19. The Docker daemon
The Docker daemon (dockerd) listens for Docker API requests and manages Docker objects such as images,
containers, networks, and volumes. A daemon can also communicate with other daemons to manage Docker
services.
The Docker client
The Docker client (docker) is the primary way that many Docker users interact with Docker. When you use
commands such as docker run, the client sends these commands to dockerd, which carries them out. The
docker command uses the Docker API. The Docker client can communicate with more than one daemon.
The Docker Desktop
Docker Desktop is an easy-to-install application for your Mac or Windows environment that enables you to build
and share containerized applications and microservices. Docker Desktop includes the Docker daemon
(dockerd), the Docker client (docker), Docker Compose, Docker Content Trust, Kubernetes, and Credential
Helper. For more information, see Docker Desktop.
Docker registries
A Docker registry stores Docker images. Docker Hub is a public registry that anyone can use, and Docker is
configured to look for images on Docker Hub by default. You can even run your own private registry.
When you use the docker pull or docker run commands, the required images are pulled from your configured
registry.
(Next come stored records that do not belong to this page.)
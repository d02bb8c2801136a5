//! Embedded transaction collaborator.
//!
//! The full certify/commit/replay machine is owned by the transaction layer
//! of the embedder; the coordination core only needs the substates the
//! session hooks and brute-force aborts observe. The object lives inside the
//! client state and is mutated only under the client mutex.

use std::fmt;

use grex_common::{Seqno, TransactionId};

/// Substates visible to the coordination hooks.
#[derive(Debug, Clone, Copy, PartialEq, Eq)]
pub enum TxnState {
    /// Statement execution in progress.
    Executing,
    /// A high-priority applier marked the transaction for abort; the owning
    /// session must roll back at its next hook.
    MustAbort,
    /// Rollback in progress (background rollbacker in synchronous mode).
    Aborting,
    /// Rolled back; awaiting statement-end cleanup.
    Aborted,
    /// Committed; awaiting statement-end cleanup.
    Committed,
}

impl TxnState {
    fn as_str(&self) -> &'static str {
        match self {
            TxnState::Executing => "executing",
            TxnState::MustAbort => "must_abort",
            TxnState::Aborting => "aborting",
            TxnState::Aborted => "aborted",
            TxnState::Committed => "committed",
        }
    }
}

impl fmt::Display for TxnState {
    fn fmt(&self, f: &mut fmt::Formatter<'_>) -> fmt::Result {
        write!(f, "{}", self.as_str())
    }
}

/// Unit in which a streaming transaction fragments its write set.
#[derive(Debug, Clone, Copy, PartialEq, Eq)]
pub enum FragmentUnit {
    Bytes,
    Rows,
    Statements,
}

/// Fragmenting parameters of a streaming transaction.
#[derive(Debug, Clone, Copy, PartialEq, Eq)]
pub struct StreamingContext {
    pub fragment_unit: FragmentUnit,
    pub fragment_size: usize,
    pub fragments_sent: usize,
}

/// Transaction substate tracking for one client session.
#[derive(Debug)]
pub struct Transaction {
    id: TransactionId,
    state: TxnState,
    active: bool,
    /// Seqno of the write set that brute-force aborted this transaction.
    bf_seqno: Seqno,
    streaming: Option<StreamingContext>,
}

impl Transaction {
    pub fn new() -> Self {
        Transaction {
            id: TransactionId::UNDEFINED,
            state: TxnState::Executing,
            active: false,
            bf_seqno: Seqno::UNDEFINED,
            streaming: None,
        }
    }

    pub fn id(&self) -> TransactionId {
        self.id
    }

    pub fn state(&self) -> TxnState {
        self.state
    }

    pub fn active(&self) -> bool {
        self.active
    }

    pub fn bf_seqno(&self) -> Seqno {
        self.bf_seqno
    }

    pub fn is_streaming(&self) -> bool {
        self.streaming.is_some()
    }

    pub fn streaming(&self) -> Option<&StreamingContext> {
        self.streaming.as_ref()
    }

    /// Start a new transaction. Starting over an active transaction is a
    /// programming error.
    pub fn start(&mut self, id: TransactionId) {
        if self.active {
            panic!(
                "transaction: Unallowed state transition: {} -> executing",
                self.state
            );
        }
        self.id = id;
        self.state = TxnState::Executing;
        self.active = true;
        self.bf_seqno = Seqno::UNDEFINED;
    }

    /// Enable fragment-based replication for this transaction. Changing the
    /// fragment unit while fragments are in flight is rejected.
    pub fn enable_streaming(&mut self, fragment_unit: FragmentUnit, fragment_size: usize) -> bool {
        if let Some(ctx) = &self.streaming {
            if self.active && ctx.fragments_sent > 0 && ctx.fragment_unit != fragment_unit {
                return false;
            }
        }
        let fragments_sent = self.streaming.map_or(0, |c| c.fragments_sent);
        self.streaming = Some(StreamingContext {
            fragment_unit,
            fragment_size,
            fragments_sent,
        });
        true
    }

    /// Record one replicated fragment.
    pub fn fragment_sent(&mut self) {
        if let Some(ctx) = &mut self.streaming {
            ctx.fragments_sent += 1;
        }
    }

    /// Mark the transaction for brute-force abort. Only an active,
    /// executing transaction can be marked; returns whether the mark took.
    pub fn bf_abort(&mut self, seqno: Seqno) -> bool {
        if self.active && self.state == TxnState::Executing {
            self.set_state(TxnState::MustAbort);
            self.bf_seqno = seqno;
            true
        } else {
            false
        }
    }

    /// Hand the transaction to a rollback executor: MustAbort -> Aborting.
    pub fn start_rollback(&mut self) {
        self.set_state(TxnState::Aborting);
    }

    /// Roll the transaction back. Valid from Executing, MustAbort, and
    /// Aborting.
    pub fn rollback(&mut self) {
        if self.state != TxnState::Aborting {
            self.set_state(TxnState::Aborting);
        }
        self.set_state(TxnState::Aborted);
    }

    pub fn commit(&mut self) {
        self.set_state(TxnState::Committed);
    }

    /// Statement-end cleanup: a terminal substate deactivates the
    /// transaction. Returns true when a rolled-back transaction was cleaned
    /// up.
    pub fn after_statement(&mut self) -> bool {
        match self.state {
            TxnState::Aborted => {
                self.active = false;
                self.streaming = None;
                true
            }
            TxnState::Committed => {
                self.active = false;
                self.streaming = None;
                false
            }
            _ => false,
        }
    }

    fn set_state(&mut self, to: TxnState) {
        use TxnState::*;
        let allowed = matches!(
            (self.state, to),
            (Executing, MustAbort)
                | (Executing, Aborting)
                | (Executing, Committed)
                | (MustAbort, Aborting)
                | (Aborting, Aborted)
        );
        if !allowed {
            panic!(
                "transaction: Unallowed state transition: {} -> {}",
                self.state, to
            );
        }
        self.state = to;
    }
}

impl Default for Transaction {
    fn default() -> Self {
        Transaction::new()
    }
}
When you use the docker push command, your image is pushed to your configured registry.
20. Docker objects
When you use Docker, you are creating and using images, containers, networks, volumes, plugins, and other
objects. This section is a brief overview of some of those objects.
Images
An image is a read-only template with instructions for creating a Docker container. Often, an image is based on
another image, with some additional customization. For example, you may build an image which is based on the
ubuntu image, but installs the Apache web server and your application, as well as the configuration details
needed to make your application run.
You might create your own images or you might only use those created by others and published in a registry. To
build your own image, you create a Dockerfile with a simple syntax for defining the steps needed to create the
image and run it. Each instruction in a Dockerfile creates a layer in the image. When you change the Dockerfile
and rebuild the image, only those layers which have changed are rebuilt. This is part of what makes images so
lightweight, small, and fast, when compared to other virtualization technologies.
21. Containers
A container is a runnable instance of an image. You can create, start, stop, move, or delete a container using the
Docker API or CLI. You can connect a container to one or more networks, attach storage to it, or even create a
new image based on its current state.
By default, a container is relatively well isolated from other containers and its host machine. You can control how
isolated a container’s network, storage, or other underlying subsystems are from other containers or from the
host machine.
A container is defined by its image as well as any configuration options you provide to it when you create or start
it. When a container is removed, any changes to its state that are not stored in persistent storage disappear.